4. Cower in fear at facing the super and amazing teams of The Doc Ockxers and The Sisko’s Sporks.
Let the fantasy hockey season begin!


Woo hoo! I’m ready to draft losers from ALL OVER! I will still need to drop certain winners that I detest, though. Irrespective of their conferences. :D
Yeah, this is going to complicate things a lot. There are so many disgusting winners out there that are NOT Spork material. Having access to the Eastern Conference only increases my chances of ending up with imposter Sporks.
Imposter Sporks would be a great name for a band. :D
Imposter Sporks would be a great name for a band.
A band made up entirely of Rangers and Caps.
My question: Is an imposter spork is more like a spoon or a fork? Or can it be either? I think it would be easier for a fork to dress up like a spork than it would be for a spoon since the fork already has tines.
My email is sent and I’m excited to see how the season plays out. Will my team be middling from start to finish like years previous or will it fly high only to crash and burn in the final weeks of the season? Or will there be a new twist where my guys are just super sucky and I have to pretend we were totally planning on a rebuilding year?

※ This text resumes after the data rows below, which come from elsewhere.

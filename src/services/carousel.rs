//! Carrusel de imágenes
//!
//! Recorre una lista ordenada de URLs con navegación circular. El estado de
//! carga se asocia al par (índice, URL) visible, de modo que la carga tardía
//! de una imagen anterior nunca marca como cargada a la actual.

use serde::Serialize;
use tracing::debug;

use crate::utils::image::{ResponsiveImage, CAROUSEL_PROFILE};

#[derive(Debug, Clone, Default)]
pub struct ImageCarousel {
    images: Vec<String>,
    current: usize,
    loaded: Option<(usize, String)>,
}

/// Lo que hay que dibujar en este momento
#[derive(Debug, Clone, PartialEq, Serialize)]
#[serde(tag = "kind", rename_all = "snake_case")]
pub enum CarouselFrame {
    /// Lista vacía: "No Image"
    Empty,
    Image(ImageFrame),
}

#[derive(Debug, Clone, PartialEq, Serialize)]
pub struct ImageFrame {
    pub index: usize,
    pub total: usize,
    pub url: String,
    pub alt: String,
    pub image: ResponsiveImage,
    pub loaded: bool,
    /// Flechas e indicadores solo con más de una imagen
    pub show_controls: bool,
    pub indicators: Vec<bool>,
}

impl ImageCarousel {
    pub fn new(images: Vec<String>) -> Self {
        Self {
            images,
            current: 0,
            loaded: None,
        }
    }

    pub fn len(&self) -> usize {
        self.images.len()
    }

    pub fn is_empty(&self) -> bool {
        self.images.is_empty()
    }

    pub fn current_index(&self) -> usize {
        self.current
    }

    pub fn current_image(&self) -> Option<&str> {
        self.images.get(self.current).map(String::as_str)
    }

    /// Reemplazar la lista (p.ej. al recalcular la vista previa)
    pub fn set_images(&mut self, images: Vec<String>) {
        if images == self.images {
            return;
        }
        self.images = images;
        if self.current >= self.images.len() {
            self.current = 0;
        }
        self.loaded = None;
    }

    fn select(&mut self, index: usize) {
        if index != self.current {
            debug!("🖼️ Carrusel: {} -> {}", self.current, index);
        }
        self.current = index;
        self.loaded = None;
    }

    pub fn next(&mut self) {
        if self.images.is_empty() {
            return;
        }
        let index = if self.current + 1 >= self.images.len() { 0 } else { self.current + 1 };
        self.select(index);
    }

    pub fn previous(&mut self) {
        if self.images.is_empty() {
            return;
        }
        let index = if self.current == 0 { self.images.len() - 1 } else { self.current - 1 };
        self.select(index);
    }

    /// Saltar a un índice (indicadores); fuera de rango no hace nada
    pub fn go_to(&mut self, index: usize) -> bool {
        if index >= self.images.len() {
            return false;
        }
        self.select(index);
        true
    }

    /// Notificar que terminó de cargar `url` mostrada en `index`.
    /// Solo se aplica si sigue siendo la imagen visible.
    pub fn mark_loaded(&mut self, index: usize, url: &str) -> bool {
        if index != self.current || self.current_image() != Some(url) {
            return false;
        }
        self.loaded = Some((index, url.to_string()));
        true
    }

    pub fn is_loaded(&self) -> bool {
        match (&self.loaded, self.current_image()) {
            (Some((index, url)), Some(current)) => *index == self.current && url == current,
            _ => false,
        }
    }

    pub fn frame(&self) -> CarouselFrame {
        let Some(url) = self.current_image() else {
            return CarouselFrame::Empty;
        };

        let total = self.images.len();
        CarouselFrame::Image(ImageFrame {
            index: self.current,
            total,
            url: url.to_string(),
            alt: format!("Vehicle image {}", self.current + 1),
            image: CAROUSEL_PROFILE.build(url),
            loaded: self.is_loaded(),
            show_controls: total > 1,
            indicators: (0..total).map(|i| i == self.current).collect(),
        })
    }
}

#[cfg(test)]
mod tests {
    use super::*;

    fn carousel(n: usize) -> ImageCarousel {
        ImageCarousel::new((0..n).map(|i| format!("https://x.test/{i}.jpg")).collect())
    }

    #[test]
    fn test_empty_carousel() {
        let mut c = carousel(0);
        c.next();
        c.previous();
        assert_eq!(c.frame(), CarouselFrame::Empty);
        assert!(!c.go_to(0));
    }

    #[test]
    fn test_next_wraps_around() {
        for n in 1..6 {
            let mut c = carousel(n);
            for _ in 0..n {
                c.next();
            }
            assert_eq!(c.current_index(), 0);
        }
    }

    #[test]
    fn test_previous_from_first_goes_to_last() {
        let mut c = carousel(4);
        c.previous();
        assert_eq!(c.current_index(), 3);
        c.next();
        assert_eq!(c.current_index(), 0);
    }

    #[test]
    fn test_navigation_resets_loaded() {
        let mut c = carousel(3);
        assert!(c.mark_loaded(0, "https://x.test/0.jpg"));
        assert!(c.is_loaded());

        c.next();
        assert!(!c.is_loaded());
        c.go_to(0);
        assert!(!c.is_loaded());
    }

    #[test]
    fn test_stale_completion_is_ignored() {
        let mut c = carousel(3);
        c.next();
        assert!(!c.mark_loaded(0, "https://x.test/0.jpg"));
        assert!(!c.is_loaded());
        assert!(c.mark_loaded(1, "https://x.test/1.jpg"));
        assert!(c.is_loaded());
    }

    #[test]
    fn test_controls_only_with_several_images() {
        let CarouselFrame::Image(single) = carousel(1).frame() else {
            panic!("esperaba imagen");
        };
        assert!(!single.show_controls);

        let mut c = carousel(3);
        c.go_to(2);
        let CarouselFrame::Image(frame) = c.frame() else {
            panic!("esperaba imagen");
        };
        assert!(frame.show_controls);
        assert_eq!(frame.indicators, vec![false, false, true]);
        assert_eq!(frame.alt, "Vehicle image 3");
        assert!(frame.image.placeholder.contains("w=40&h=30"));
        assert_eq!(frame.image.srcset.len(), 4);
    }

    #[test]
    fn test_set_images_clamps_index() {
        let mut c = carousel(3);
        c.go_to(2);
        c.set_images(vec!["https://x.test/a.jpg".into()]);
        assert_eq!(c.current_index(), 0);
        assert_eq!(c.current_image(), Some("https://x.test/a.jpg"));
    }
}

My question: Is an imposter spork is more like a spoon or a fork?
Maybe it’s more like a knife just to screw with people.
As for the New Look Peons, I’m anxious to see which direction they go! I’m wondering if, once again, we’ll end up with almost identical teams? :D
What’s freaky about an imposter spork is that it’s actually kind of knife-y. Not cool. Not cool at all. (And don’t even get me started on spoonulas.)
Or will there be a new twist where my guys are just super sucky and I have to pretend we were totally planning on a rebuilding year?
:^::::::::::::::::::::::::::::::::::::::::::::::::::::::::::::::::::::::::::::::: After an almost wire-to-wire last-place performance last year, my team is rebranded and ready to ascend to the pinnacles of championship glory again! Just like the Devils. (Or, um, something.)
I’ll probably just stick to my regular plan of hanging around 10th for the whole season.
Don’t fix what isn’t broken, Patty!
Hmmm, this cross-conference stuff is setting up for a scary season of fantasy/reality team conflict of interest. Eeeeep. Stock up on the Maalox and the digitalis, everyone.
Our email has been sent. I am going to be a completely silent owner to Dave’s GM since he did fabulously last year without any input from me. Heh.
I am going to be a completely silent owner to Dave’s GM since he did fabulously last year without any input from me.
Hmpf. Whatever. :P
It just really annoys me that he did so well without me.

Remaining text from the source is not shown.